Laura quiso ser implacable. Magda hizo un gesto de asco. -Siempre ha creído que la vida de los demás depende de él. Te juro que lo detesto y lo desprecio. Perdón.

Laura apretó la cabeza de Magda contra su propio pecho. -¿Y no se te ha ocurrido que el sacrificio de tu hijo redime al propio Dantón de todas sus culpas?

Ahora Magdalena se apartó del brazo de Laura y la miró desconcertada.

– Tienes que entender eso, m'ija. Si no lo entiendes, entonces tu hijo murió en vano.

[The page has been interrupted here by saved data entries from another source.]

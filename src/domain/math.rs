//! Checked 256-bit arithmetic.
//!
//! Every balance and fee computation goes through these helpers so that a
//! wrap-around is reported as an `InvalidOpcode`-class failure instead of
//! silently corrupting state.

use crate::error::LedgerError;
use primitive_types::U256;

/// 10^18, the denominator of the fee rate.
pub fn one_ether() -> U256 {
    U256::exp10(18)
}

pub fn safe_add(a: U256, b: U256) -> Result<U256, LedgerError> {
    a.checked_add(b).ok_or(LedgerError::ArithmeticOverflow)
}

pub fn safe_sub(a: U256, b: U256) -> Result<U256, LedgerError> {
    a.checked_sub(b).ok_or(LedgerError::ArithmeticUnderflow)
}

pub fn safe_mul(a: U256, b: U256) -> Result<U256, LedgerError> {
    a.checked_mul(b).ok_or(LedgerError::ArithmeticOverflow)
}

pub fn safe_div(a: U256, b: U256) -> Result<U256, LedgerError> {
    a.checked_div(b).ok_or(LedgerError::DivisionByZero)
}

/// `a * b / denominator`, truncating.
pub fn mul_div(a: U256, b: U256, denominator: U256) -> Result<U256, LedgerError> {
    safe_div(safe_mul(a, b)?, denominator)
}

#[cfg(test)]
mod tests {
    use super::*;

    #[test]
    fn test_safe_add_overflow() {
        assert_eq!(
            safe_add(U256::MAX, U256::one()),
            Err(LedgerError::ArithmeticOverflow)
        );
        assert_eq!(safe_add(U256::one(), U256::one()), Ok(U256::from(2u64)));
    }

    #[test]
    fn test_safe_sub_underflow() {
        assert_eq!(
            safe_sub(U256::zero(), U256::one()),
            Err(LedgerError::ArithmeticUnderflow)
        );
    }

    #[test]
    fn test_mul_div_truncates() {
        // 10_000 * 0.3% = 30
        let fee = mul_div(U256::from(10_000u64), U256::from(3_000_000_000_000_000u64), one_ether())
            .unwrap();
        assert_eq!(fee, U256::from(30u64));

        let truncated = mul_div(U256::from(18u64), U256::from(30u64), U256::from(100u64)).unwrap();
        assert_eq!(truncated, U256::from(5u64));
    }

    #[test]
    fn test_mul_div_by_zero() {
        assert_eq!(
            mul_div(U256::one(), U256::one(), U256::zero()),
            Err(LedgerError::DivisionByZero)
        );
    }

    #[test]
    fn test_safe_mul_overflow() {
        assert_eq!(
            safe_mul(U256::MAX, U256::from(2u64)),
            Err(LedgerError::ArithmeticOverflow)
        );
    }
}
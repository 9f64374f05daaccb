use axum::extract::{Path, Query, State};
use axum::Json;
use primitive_types::H256;
use serde::{Deserialize, Serialize};

use super::AppState;
use crate::chain::Receipt;
use crate::db::ReceiptQuery;
use crate::domain::parse_address;
use crate::error::AppError;

#[derive(Debug, Deserialize)]
#[serde(rename_all = "camelCase")]
pub struct ReceiptsParams {
    pub from: Option<String>,
    pub to: Option<String>,
    pub from_block: Option<u64>,
    pub limit: Option<i64>,
}

#[derive(Debug, Serialize)]
pub struct ReceiptsResponse {
    pub receipts: Vec<Receipt>,
}

pub async fn get_receipts(
    Query(params): Query<ReceiptsParams>,
    State(state): State<AppState>,
) -> Result<Json<ReceiptsResponse>, AppError> {
    let query = ReceiptQuery {
        from: params.from.as_deref().map(parse_address).transpose()?,
        to: params.to.as_deref().map(parse_address).transpose()?,
        from_block: params.from_block,
        limit: params.limit,
    };
    let receipts = state.node.receipts(&query).await?;
    Ok(Json(ReceiptsResponse { receipts }))
}

pub async fn get_receipt(
    Path(hash): Path<String>,
    State(state): State<AppState>,
) -> Result<Json<Receipt>, AppError> {
    let tx_hash = parse_tx_hash(&hash)?;
    state
        .node
        .receipt(&tx_hash)
        .await?
        .map(Json)
        .ok_or_else(|| AppError::NotFound(format!("no receipt for {}", hash)))
}

fn parse_tx_hash(raw: &str) -> Result<H256, AppError> {
    let digits = raw.trim().strip_prefix("0x").unwrap_or(raw.trim());
    match hex::decode(digits) {
        Ok(bytes) if bytes.len() == 32 => Ok(H256::from_slice(&bytes)),
        _ => Err(AppError::BadRequest(format!("invalid transaction hash: {}", raw))),
    }
}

Santiago, el hijo, redimió a Dantón el padre. Magda levantó la mirada y la unió con una mezcla de desfallecimiento, horror y rechazo, a la de Laura, pero la mujer de setenta y dos años, no la viuda, ni la madre, ni la abuela, simplemente la mujer llamada Laura Díaz, vio desde la ventana alejarse por la calle a su nuera Magdalena Ayub, detener un taxi y levantar la mirada de regreso a la ventana donde Laura la despedía con infinito cariño, rogándole: entiende lo que te he dicho, no te pido resignación sino coraje, valentía, el triunfo inesperado sobre un hombre que lo espera todo de su mujer sumisa, menos la generosidad del perdón.

Laura recibió la mirada sonriente de Magda antes de que ésta abordara el taxi. Quizás la próxima vez vendría en su propio coche, con su propio chofer, sin esconderse de su marido.

XXV. Catemaco: 1972

Tomó el Tren Interoceánico que tantas veces la llevó de regreso a V'eracruz. Como tantas cosas del pasado, el lujoso tren de antaño entre la capital de México, Xalapa y el puerto, se había hecho más chiquito, pero también, obviamente, más viejo. Telas gastadas, poltronas hundidas, resortes al descubierto, ventanas opacas, respaldos manchados, lavabos atascados. Laura decidió tomar el compartimento privado del pullman, una pieza aislada del resto del carro-dormitorio que de día regresaba a su condición de mero transporte y de noche, milagrosamente, dejaba caer una cama superior ya preparada con blancas almohadas y sábanas recién lavadas, cubiertas por una frazada verde. Asimismo, los asientos se convertían en camas y las ocultaban, para la hora del sueño, unas pesadas cortinas de lona con botonadura de cobre.

El dormitorio que tomó Laura, en cambio, mantenía una elegancia fané, como diría Orlando Ximénez, con espejos patinados, lavamanos con grifos bañados en oro, un cierto trompe l'oeil (Orlando) y, como anacronismo invencible, una escupidera de plata, como las de su hogar matrimonial primero, cuando Juan Francisco se juntaba con los líderes obreros. Los jabones eran Palmolive. Las toallas, meros velos de su antigua novedad. Y sin embargo, per-meaba el cuarto privado una nostalgia de la gloria pasada. Éste era el tren que conectaba a la capital del país y a su puerto principal y que esa noche conectaba a Laura con la emoción de demostrar que sí se puede regresar a casa. El precio del retorno, ése era el problema, y el boleto de los Ferrocarriles Nacionales de México no lo señalaba.